Public Health created a new set of data tools that show some of the broader impacts in social, economic, and overall health and well-being in King County during COVID-19. Key topics include unemployment, housing and food needs, internet access, family violence, depression, and having health insurance. Highlights are visible at a glance on a new data dashboard (click on any individual data point to get additional information).
Further details are all available in today’s update on the Public Health Insider.
Otherwise, this daily synthesis of the Public Health data is provided by Will Daugherty of Pacific Science Center. Thanks Will!
Public Health has updated the data dashboard.
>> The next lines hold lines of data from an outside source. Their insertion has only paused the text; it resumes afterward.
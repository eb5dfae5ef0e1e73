//! Peer and file identity: peer IDs, content fingerprints, file references.

use std::fmt;
use std::net::SocketAddr;

use serde::{Deserialize, Serialize};
use sha2::{Digest, Sha256};

/// Peer ID (16 bytes). Flat identifier; whether a peer is source or destination
/// is a property of a transfer session, never of the peer.
#[derive(Debug, Clone, Copy, Eq, PartialEq, Hash, Ord, PartialOrd, Serialize, Deserialize)]
pub struct PeerId(#[serde(with = "bytes_16")] [u8; 16]);

mod bytes_16 {
    use serde::{Deserialize, Deserializer, Serialize, Serializer};
    pub fn serialize<S: Serializer>(v: &[u8; 16], serializer: S) -> Result<S::Ok, S::Error> {
        v.as_slice().serialize(serializer)
    }
    pub fn deserialize<'de, D: Deserializer<'de>>(d: D) -> Result<[u8; 16], D::Error> {
        let buf: Vec<u8> = Deserialize::deserialize(d)?;
        buf.try_into()
            .map_err(|_| serde::de::Error::custom("expected 16 bytes"))
    }
}

impl PeerId {
    /// Derive a fresh peer ID from an address and a random nonce. Two calls with the
    /// same address never collide in practice, so a reconnecting peer is a new peer.
    pub fn generate(addr: &SocketAddr) -> Self {
        let nonce = uuid::Uuid::new_v4();
        let mut hasher = Sha256::new();
        hasher.update(addr.to_string().as_bytes());
        hasher.update(nonce.as_bytes());
        let digest = hasher.finalize();
        let mut id = [0u8; 16];
        id.copy_from_slice(&digest[..16]);
        PeerId(id)
    }

    pub fn from_bytes(bytes: [u8; 16]) -> Self {
        PeerId(bytes)
    }

    pub fn as_bytes(&self) -> &[u8; 16] {
        &self.0
    }
}

impl fmt::Display for PeerId {
    fn fmt(&self, f: &mut fmt::Formatter<'_>) -> fmt::Result {
        // Short form is enough to tell peers apart in logs.
        f.write_str(&hex::encode(&self.0[..6]))
    }
}

/// SHA-256 digest of a file's full content.
#[derive(Debug, Clone, Copy, Eq, PartialEq, Hash, Serialize, Deserialize)]
pub struct Fingerprint(#[serde(with = "bytes_32")] [u8; 32]);

mod bytes_32 {
    use serde::{Deserialize, Deserializer, Serialize, Serializer};
    pub fn serialize<S: Serializer>(v: &[u8; 32], serializer: S) -> Result<S::Ok, S::Error> {
        v.as_slice().serialize(serializer)
    }
    pub fn deserialize<'de, D: Deserializer<'de>>(d: D) -> Result<[u8; 32], D::Error> {
        let buf: Vec<u8> = Deserialize::deserialize(d)?;
        buf.try_into()
            .map_err(|_| serde::de::Error::custom("expected 32 bytes"))
    }
}

impl Fingerprint {
    pub fn from_bytes(bytes: [u8; 32]) -> Self {
        Fingerprint(bytes)
    }

    pub fn as_bytes(&self) -> &[u8; 32] {
        &self.0
    }

    pub fn to_hex(&self) -> String {
        hex::encode(self.0)
    }
}

impl fmt::Display for Fingerprint {
    fn fmt(&self, f: &mut fmt::Formatter<'_>) -> fmt::Result {
        f.write_str(&self.to_hex())
    }
}

/// Identity of a shareable file. Immutable once published: a changed file is a new FileRef.
#[derive(Debug, Clone, Eq, PartialEq, Hash, Serialize, Deserialize)]
pub struct FileRef {
    pub id: String,
    pub size: u64,
    pub fingerprint: Fingerprint,
}

impl FileRef {
    pub fn new(id: impl Into<String>, size: u64, fingerprint: Fingerprint) -> Self {
        Self {
            id: id.into(),
            size,
            fingerprint,
        }
    }

    /// Build a FileRef by hashing the full content.
    pub fn from_content(id: impl Into<String>, content: &[u8]) -> Self {
        Self::new(id, content.len() as u64, crate::integrity::fingerprint(content))
    }
}

impl fmt::Display for FileRef {
    fn fmt(&self, f: &mut fmt::Formatter<'_>) -> fmt::Result {
        write!(f, "{} ({} bytes)", self.id, self.size)
    }
}

#[cfg(test)]
mod tests {
    use super::*;

    fn addr() -> SocketAddr {
        "127.0.0.1:45679".parse().unwrap()
    }

    #[test]
    fn same_address_yields_distinct_ids() {
        let a = PeerId::generate(&addr());
        let b = PeerId::generate(&addr());
        assert_ne!(a, b);
    }

    #[test]
    fn peer_id_bytes_roundtrip() {
        let id = PeerId::generate(&addr());
        assert_eq!(PeerId::from_bytes(*id.as_bytes()), id);
    }

    #[test]
    fn file_ref_from_content_matches_size_and_hash() {
        let file = FileRef::from_content("f1", b"hello world");
        assert_eq!(file.size, 11);
        assert_eq!(file.fingerprint, crate::integrity::fingerprint(b"hello world"));
        assert_ne!(file, FileRef::from_content("f1", b"hello world!"));
    }

    #[test]
    fn fingerprint_hex_is_full_digest() {
        let fp = crate::integrity::fingerprint(b"");
        assert_eq!(fp.to_hex().len(), 64);
        assert!(fp
            .to_hex()
            .starts_with("e3b0c44298fc1c149afbf4c8996fb924"));
    }
}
As of 11:59 pm yesterday, May 19, there were 7,617 confirmed cases of COVID-19 in King County, 35 more than the previous day. There have been 530 confirmed deaths in King County due to COVID-19, 7.0% of all confirmed cases. The numbers that Public Health reports each day include delayed results from previous days.
The three graphs below chart new cases, total case count and the logarithmic trajectory of cases.
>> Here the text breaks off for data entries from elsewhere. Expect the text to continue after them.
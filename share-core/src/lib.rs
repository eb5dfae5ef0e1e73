//! Peer-to-peer distribution core for a self-hosted file-sharing server.
//! Host-driven: no sockets, no timers; the host feeds requests and drives sessions.

pub mod chunk;
pub mod config;
pub mod core;
pub mod error;
pub mod identity;
pub mod integrity;
pub mod negotiator;
pub mod protocol;
pub mod registry;
pub mod session;
pub mod store;
pub mod wire;

pub use crate::core::{ShareCore, SweepReport};
pub use config::Config;
pub use error::{P2pError, Result};
pub use identity::{FileRef, Fingerprint, PeerId};
pub use negotiator::{Negotiation, Negotiator};
pub use protocol::{Message, PeerAddr, RejectReason, PROTOCOL_VERSION};
pub use registry::{Candidates, PeerInfo, PeerRegistry, SourceDirectory};
pub use session::{
    FailureReason, Role, SessionId, SessionStatus, SessionTable, SharedSession, TransferSession,
};
pub use store::{ChunkStore, MemoryStore, StoreError};
pub use wire::{encode_frame, FrameDecodeError, FrameEncodeError};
The first graph shows new cases (blue bars) and the 7-day average (red line). 38 new cases were confirmed yesterday. Totals for previous days decreased by 3 cases due to data adjustments by Public Health. The 7-day average of new cases per day peaked at 193 on April 1 (higher than in prior reports due to data adjustments by Public Health). The average for the last 7 days is now 54 new cases per day, the lowest since March 13.
The second graph shows the total case count. With 7,617 total cases as of 11:59 pm yesterday, the compound daily growth rate during the last 7 days has been 0.7%, slightly less than the 0.9% rate during the prior 7 days. While 0.7% is a very low daily rate of growth, a 0.7% growth rate (0.732% to be precise) times 7,617 total cases yields 56 new cases in a day. This is why the red line in the first graph is taking so long to go down. With 7,617 cases, the daily growth rate must be less than 0.131% in order for the number of new cases per day to be less than 10. 0.131% is slightly more than 1/6 of 0.732%. For reference, it took 40 days for the trailing 7-day daily growth rate to fall by that amount from 4.2% on April 9 to 0.7% now.
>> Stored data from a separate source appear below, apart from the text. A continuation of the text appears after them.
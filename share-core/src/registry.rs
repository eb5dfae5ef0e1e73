//! Peer registry: connected peers, the files each one offers, and liveness.
//!
//! Records live in a sharded map keyed by peer ID, so mutations of one peer never
//! wait on a global lock and are visible to the next lookup from any thread.

use std::collections::HashMap;
use std::net::SocketAddr;
use std::sync::atomic::{AtomicU64, Ordering};
use std::time::{Duration, Instant};

use dashmap::mapref::entry::Entry;
use dashmap::DashMap;
use tracing::{debug, warn};

use crate::error::{P2pError, Result};
use crate::identity::{FileRef, PeerId};

/// Registry entry for one connected peer. Only the registry mutates it.
#[derive(Debug, Clone)]
pub struct PeerRecord {
    pub peer_id: PeerId,
    pub addr: SocketAddr,
    pub offers: HashMap<String, FileRef>,
    pub last_seen: Instant,
    /// Registry-wide sequence of the last refresh; orders peers with equal timestamps.
    seen_seq: u64,
}

/// Snapshot of a peer handed out by lookups.
#[derive(Debug, Clone, PartialEq, Eq)]
pub struct PeerInfo {
    pub peer_id: PeerId,
    pub addr: SocketAddr,
}

/// Anything that can name candidate sources for a file.
pub trait SourceDirectory {
    /// Peers currently offering `file`, best candidate first.
    fn find_servers(&self, file: &FileRef) -> Vec<PeerInfo>;

    /// Whether `peer` is still a valid source.
    fn is_live(&self, peer: &PeerId) -> bool;
}

#[derive(Default)]
pub struct PeerRegistry {
    peers: DashMap<PeerId, PeerRecord>,
    seq: AtomicU64,
}

impl PeerRegistry {
    pub fn new() -> Self {
        Self::default()
    }

    fn next_seq(&self) -> u64 {
        self.seq.fetch_add(1, Ordering::Relaxed)
    }

    /// Add a peer. Fails with `DuplicatePeer` while the ID is live.
    pub fn register(&self, peer_id: PeerId, addr: SocketAddr) -> Result<()> {
        match self.peers.entry(peer_id) {
            Entry::Occupied(_) => Err(P2pError::DuplicatePeer(peer_id)),
            Entry::Vacant(v) => {
                v.insert(PeerRecord {
                    peer_id,
                    addr,
                    offers: HashMap::new(),
                    last_seen: Instant::now(),
                    seen_seq: self.next_seq(),
                });
                debug!(peer = %peer_id, %addr, "peer registered");
                Ok(())
            }
        }
    }

    /// Remove a peer. Idempotent; returns the record if it was live.
    ///
    /// Callers that also own sessions go through `ShareCore::unregister_peer`, which
    /// cancels the peer's sessions as well.
    pub fn unregister(&self, peer_id: &PeerId) -> Option<PeerRecord> {
        self.peers.remove(peer_id).map(|(_, record)| record)
    }

    /// Refresh last-seen. Returns false for unknown peers.
    pub fn touch(&self, peer_id: &PeerId) -> bool {
        match self.peers.get_mut(peer_id) {
            Some(mut record) => {
                record.last_seen = Instant::now();
                record.seen_seq = self.next_seq();
                true
            }
            None => false,
        }
    }

    /// Record that `peer_id` can serve `file`. No-op for unknown peers.
    pub fn offer(&self, peer_id: &PeerId, file: FileRef) -> bool {
        match self.peers.get_mut(peer_id) {
            Some(mut record) => {
                debug!(peer = %peer_id, file = %file.id, "offer");
                record.offers.insert(file.id.clone(), file);
                true
            }
            None => {
                warn!(peer = %peer_id, file = %file.id, "offer from unknown peer ignored");
                false
            }
        }
    }

    /// Stop advertising `file_id` for `peer_id`. No-op for unknown peers.
    pub fn withdraw(&self, peer_id: &PeerId, file_id: &str) -> bool {
        match self.peers.get_mut(peer_id) {
            Some(mut record) => record.offers.remove(file_id).is_some(),
            None => {
                warn!(peer = %peer_id, file = %file_id, "withdraw from unknown peer ignored");
                false
            }
        }
    }

    /// Peers offering exactly this FileRef, most recently seen first.
    pub fn find_servers(&self, file: &FileRef) -> Vec<PeerInfo> {
        let mut found: Vec<(u64, PeerInfo)> = self
            .peers
            .iter()
            .filter(|r| r.offers.get(&file.id) == Some(file))
            .map(|r| {
                (
                    r.seen_seq,
                    PeerInfo {
                        peer_id: r.peer_id,
                        addr: r.addr,
                    },
                )
            })
            .collect();
        found.sort_by(|a, b| b.0.cmp(&a.0));
        found.into_iter().map(|(_, info)| info).collect()
    }

    /// Most recently refreshed offer for an identifier.
    pub fn resolve(&self, file_id: &str) -> Option<FileRef> {
        self.peers
            .iter()
            .filter_map(|r| r.offers.get(file_id).map(|f| (r.seen_seq, f.clone())))
            .max_by_key(|(seq, _)| *seq)
            .map(|(_, f)| f)
    }

    /// Peers whose last refresh is older than `timeout` at `now`.
    pub fn expired(&self, now: Instant, timeout: Duration) -> Vec<PeerId> {
        self.peers
            .iter()
            .filter(|r| now.saturating_duration_since(r.last_seen) >= timeout)
            .map(|r| r.peer_id)
            .collect()
    }

    pub fn get(&self, peer_id: &PeerId) -> Option<PeerInfo> {
        self.peers.get(peer_id).map(|r| PeerInfo {
            peer_id: r.peer_id,
            addr: r.addr,
        })
    }

    pub fn contains(&self, peer_id: &PeerId) -> bool {
        self.peers.contains_key(peer_id)
    }

    pub fn len(&self) -> usize {
        self.peers.len()
    }

    pub fn is_empty(&self) -> bool {
        self.peers.is_empty()
    }
}

impl SourceDirectory for PeerRegistry {
    fn find_servers(&self, file: &FileRef) -> Vec<PeerInfo> {
        PeerRegistry::find_servers(self, file)
    }

    fn is_live(&self, peer: &PeerId) -> bool {
        self.contains(peer)
    }
}

/// Fixed candidate list, e.g. the answer of a remote lookup.
#[derive(Debug, Clone, Default)]
pub struct Candidates(pub Vec<PeerInfo>);

impl Candidates {
    /// Append peers not already listed, keeping order.
    pub fn extend_unique(&mut self, more: impl IntoIterator<Item = PeerInfo>) {
        for peer in more {
            if !self.0.iter().any(|p| p.peer_id == peer.peer_id) {
                self.0.push(peer);
            }
        }
    }
}

impl SourceDirectory for Candidates {
    fn find_servers(&self, _file: &FileRef) -> Vec<PeerInfo> {
        self.0.clone()
    }

    fn is_live(&self, peer: &PeerId) -> bool {
        self.0.iter().any(|p| p.peer_id == *peer)
    }
}

#[cfg(test)]
mod tests {
    use super::*;
    use rand::Rng;

    fn addr(port: u16) -> SocketAddr {
        SocketAddr::from(([127, 0, 0, 1], port))
    }

    fn peer(port: u16) -> PeerId {
        PeerId::generate(&addr(port))
    }

    #[test]
    fn duplicate_register_fails() {
        let reg = PeerRegistry::new();
        let a = peer(1);
        reg.register(a, addr(1)).unwrap();
        assert_eq!(reg.register(a, addr(2)), Err(P2pError::DuplicatePeer(a)));
        assert_eq!(reg.get(&a).unwrap().addr, addr(1));
    }

    #[test]
    fn unregister_is_idempotent() {
        let reg = PeerRegistry::new();
        let a = peer(1);
        reg.register(a, addr(1)).unwrap();
        assert!(reg.unregister(&a).is_some());
        assert!(reg.unregister(&a).is_none());
        assert!(reg.is_empty());
        // The ID may be registered again afterwards.
        reg.register(a, addr(1)).unwrap();
    }

    #[test]
    fn offer_from_unknown_peer_is_noop() {
        let reg = PeerRegistry::new();
        let file = FileRef::from_content("f1", b"x");
        assert!(!reg.offer(&peer(1), file.clone()));
        assert!(!reg.withdraw(&peer(1), "f1"));
        assert!(reg.find_servers(&file).is_empty());
    }

    #[test]
    fn find_servers_orders_by_recency() {
        let reg = PeerRegistry::new();
        let file = FileRef::from_content("f1", b"content");
        let (a, b, c) = (peer(1), peer(2), peer(3));
        for (p, port) in [(a, 1), (b, 2), (c, 3)] {
            reg.register(p, addr(port)).unwrap();
            reg.offer(&p, file.clone());
        }
        let order: Vec<PeerId> = reg.find_servers(&file).iter().map(|p| p.peer_id).collect();
        assert_eq!(order, vec![c, b, a]);

        reg.touch(&a);
        let order: Vec<PeerId> = reg.find_servers(&file).iter().map(|p| p.peer_id).collect();
        assert_eq!(order, vec![a, c, b]);
    }

    #[test]
    fn find_servers_requires_matching_fingerprint() {
        let reg = PeerRegistry::new();
        let a = peer(1);
        reg.register(a, addr(1)).unwrap();
        reg.offer(&a, FileRef::from_content("f1", b"old"));
        assert!(reg
            .find_servers(&FileRef::from_content("f1", b"new"))
            .is_empty());
    }

    #[test]
    fn withdraw_removes_offer() {
        let reg = PeerRegistry::new();
        let a = peer(1);
        let file = FileRef::from_content("f1", b"x");
        reg.register(a, addr(1)).unwrap();
        reg.offer(&a, file.clone());
        assert_eq!(reg.resolve("f1"), Some(file.clone()));
        assert!(reg.withdraw(&a, "f1"));
        assert!(reg.find_servers(&file).is_empty());
        assert_eq!(reg.resolve("f1"), None);
    }

    #[test]
    fn expired_uses_timeout() {
        let reg = PeerRegistry::new();
        let a = peer(1);
        reg.register(a, addr(1)).unwrap();
        let timeout = Duration::from_secs(16);
        assert!(reg.expired(Instant::now(), timeout).is_empty());
        assert_eq!(reg.expired(Instant::now() + timeout, timeout), vec![a]);
    }

    #[test]
    fn never_reports_unregistered_source() {
        let reg = PeerRegistry::new();
        let file = FileRef::from_content("f1", b"shared");
        let peers: Vec<PeerId> = (0..8).map(|i| peer(100 + i)).collect();
        let mut live = std::collections::HashSet::new();
        let mut rng = rand::thread_rng();
        for _ in 0..2_000 {
            let p = peers[rng.gen_range(0..peers.len())];
            if rng.gen_bool(0.5) {
                if reg.register(p, addr(1)).is_ok() {
                    reg.offer(&p, file.clone());
                    live.insert(p);
                }
            } else {
                reg.unregister(&p);
                live.remove(&p);
            }
            for server in reg.find_servers(&file) {
                assert!(live.contains(&server.peer_id));
            }
        }
    }

    #[test]
    fn concurrent_unregister_is_visible() {
        use std::sync::Arc;
        let reg = Arc::new(PeerRegistry::new());
        let file = FileRef::from_content("f1", b"shared");
        let handles: Vec<_> = (0..4u16)
            .map(|t| {
                let reg = reg.clone();
                let file = file.clone();
                std::thread::spawn(move || {
                    for i in 0..200u16 {
                        let p = peer(t * 1000 + i);
                        reg.register(p, addr(1)).unwrap();
                        reg.offer(&p, file.clone());
                        reg.unregister(&p);
                        assert!(reg.find_servers(&file).iter().all(|s| s.peer_id != p));
                    }
                })
            })
            .collect();
        for h in handles {
            h.join().unwrap();
        }
        assert!(reg.is_empty());
    }

    #[test]
    fn candidates_dedupe() {
        let (a, b) = (peer(1), peer(2));
        let mut c = Candidates::default();
        c.extend_unique([
            PeerInfo { peer_id: a, addr: addr(1) },
            PeerInfo { peer_id: b, addr: addr(2) },
            PeerInfo { peer_id: a, addr: addr(3) },
        ]);
        assert_eq!(c.0.len(), 2);
        assert!(c.is_live(&b));
    }
}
The third graph shows the trajectory of cases in King County with the total number of cases on the horizontal axis and the new cases on the vertical axis. Each axis is on a logarithmic scale. Each blue dot represents a daily report. The dot farthest to the left is the February 28 report. Time passes from left to right as the total case count grows. The dot farthest to the right is today’s daily report. We can see a clear change in the trajectory since March 28, shortly after Governor Inslee’s “Stay Home, Stay Healthy” order on March 23.